Declaration of Interests
All authors declare no competing interests.
Supplementary Movie Captions
Supplementary Movie 1. Phase contrast live cell imaging in a 2D culture dish of a Top-5 cell. This cell is exhibiting amoeboid like migration.
Supplementary Movie 2. Phase contrast live cell imaging in a 2D culture dish of Bottom-5 cells. An integration of amoeboid and lobopodian/lamellipodia type of migration is observed.
Supplementary Movie 3. 3D rendering of Top-5 nucleus using Leica Sp8 software displaying Lamin A/C (green) and H3K9me3 (red). Scale bars (white) indicate a length of 2 μm.
Supplementary Movie 4. 3D rendering of Bottom-5 nucleus using Leica Sp8 software displaying Lamin A/C (green) and H3K9me3 (red). Scale bars (white) indicate a length of 2 μm.

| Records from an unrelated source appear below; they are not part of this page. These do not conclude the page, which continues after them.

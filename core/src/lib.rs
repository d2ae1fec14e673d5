//! Declarative HTTP requests over a host-supplied transport.
//!
//! # Overview
//! Requests are described as data (`RequestSpec`) or per endpoint (the
//! `Request` trait). The `Client` turns them into `WireRequest`s, hands those
//! to the host's `Transport`, classifies what comes back, and delivers the
//! outcome exactly once through a `Deferred`.
//!
//! # Design
//! - The core performs no I/O and spawns no threads (host-does-IO pattern).
//! - URL, query, and body construction are pure functions in `request`.
//! - `Deferred` replays its outcome to late subscribers.
//! - Results are delivered on a `CallbackQueue`, inline by default or on a
//!   host-drained `MainQueue`.
//! - Uploads expose progress as a finite `ProgressStream`.

pub mod client;
pub mod config;
pub mod deferred;
pub mod error;
pub mod http;
pub mod multipart;
pub mod queue;
pub mod request;
pub mod response;
pub mod transport;

pub use client::{classify, Call, Client};
pub use config::{AppIdentity, NetworkConfig};
pub use deferred::Deferred;
pub use error::{NetworkError, RequestError};
pub use http::{HttpMethod, Payload, Progress, RawResponse, WireRequest};
pub use multipart::{MultipartBody, MultipartEncoder, MultipartField};
pub use queue::{CallbackQueue, Immediate, MainQueue};
pub use request::{
    build_body, build_query_string, build_url, BodyMode, Endpoint, ParamValue, Parameters,
    Request, RequestSpec,
};
pub use response::{FromJson, Json};
pub use transport::{CompletionHandler, ProgressHandler, ProgressStream, Transport};
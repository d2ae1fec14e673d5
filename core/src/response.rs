//! Conversion of successful payloads into typed responses.

use serde::de::DeserializeOwned;
use serde_json::Value;

/// Build a typed response from a parsed JSON payload.
///
/// Returning `None` makes the request fail with `NetworkError::Parsing`.
/// Text payloads (an empty DELETE body) arrive as `Value::String`.
pub trait FromJson: Sized {
    fn from_json(value: &Value) -> Option<Self>;
}

impl FromJson for Value {
    fn from_json(value: &Value) -> Option<Self> {
        Some(value.clone())
    }
}

impl FromJson for String {
    fn from_json(value: &Value) -> Option<Self> {
        value.as_str().map(str::to_string)
    }
}

/// Accepts any payload; for endpoints whose body is irrelevant.
impl FromJson for () {
    fn from_json(_: &Value) -> Option<Self> {
        Some(())
    }
}

/// Decodes through serde.
#[derive(Debug, Clone, PartialEq, Eq)]
pub struct Json<T>(pub T);

impl<T: DeserializeOwned> FromJson for Json<T> {
    fn from_json(value: &Value) -> Option<Self> {
        T::deserialize(value).ok().map(Json)
    }
}

impl<T> Json<T> {
    pub fn into_inner(self) -> T {
        self.0
    }
}
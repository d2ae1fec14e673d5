//! Execution contexts for result delivery.
//!
//! The client never settles a `Deferred` directly from the transport's
//! completion callback; it posts the settlement to a `CallbackQueue`.
//! `Immediate` runs it on the completing thread. `MainQueue` holds jobs until
//! the host drains it from its own loop, which is how a UI thread receives
//! results.

use std::collections::VecDeque;
use std::fmt;
use std::sync::Arc;

use parking_lot::Mutex;

pub type Job = Box<dyn FnOnce() + Send>;

/// Somewhere to run settlement jobs.
pub trait CallbackQueue: Send + Sync {
    fn dispatch(&self, job: Job);
}

/// Runs each job inline on the dispatching thread.
#[derive(Debug, Default, Clone, Copy)]
pub struct Immediate;

impl CallbackQueue for Immediate {
    fn dispatch(&self, job: Job) {
        job();
    }
}

/// FIFO of jobs drained by the host, typically from its main loop.
#[derive(Clone, Default)]
pub struct MainQueue {
    jobs: Arc<Mutex<VecDeque<Job>>>,
}

impl MainQueue {
    pub fn new() -> Self {
        Self::default()
    }

    /// Run every job queued so far, including jobs queued by those jobs.
    /// Returns how many ran.
    pub fn run_pending(&self) -> usize {
        let mut ran = 0;
        loop {
            // Pop under the lock, run outside it.
            let job = self.jobs.lock().pop_front();
            match job {
                Some(job) => {
                    job();
                    ran += 1;
                }
                None => return ran,
            }
        }
    }

    pub fn len(&self) -> usize {
        self.jobs.lock().len()
    }

    pub fn is_empty(&self) -> bool {
        self.jobs.lock().is_empty()
    }
}

impl CallbackQueue for MainQueue {
    fn dispatch(&self, job: Job) {
        self.jobs.lock().push_back(job);
    }
}

impl fmt::Debug for MainQueue {
    fn fmt(&self, f: &mut fmt::Formatter<'_>) -> fmt::Result {
        f.debug_struct("MainQueue").field("pending", &self.len()).finish()
    }
}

Supplementary Movie 5. 3D rendering of nucleus of collagen embedded Top-5 cell stained with DAPI (blue) displays a uniform distribution of Lamin A/C (green). Scale bars (white) indicate a length of 2 μm.
Supplementary Movie 6. 3D rendering of nucleus of collagen embedded Bottom-5 cell stained with DAPI (blue) displays an elongated shape and an altered distribution of Lamin A/C (green) with appearance of fiber like structures on the side of the constriction. Scale bars (white) indicate a length of 5 μm.
CONTACT FOR REAGENT AND RESOURCE SHARING
Further information and requests for resources and reagents should be directed to and will be fulfilled by the Lead Contact, Rachel Patton McCord (rmccord{at}utk.edu).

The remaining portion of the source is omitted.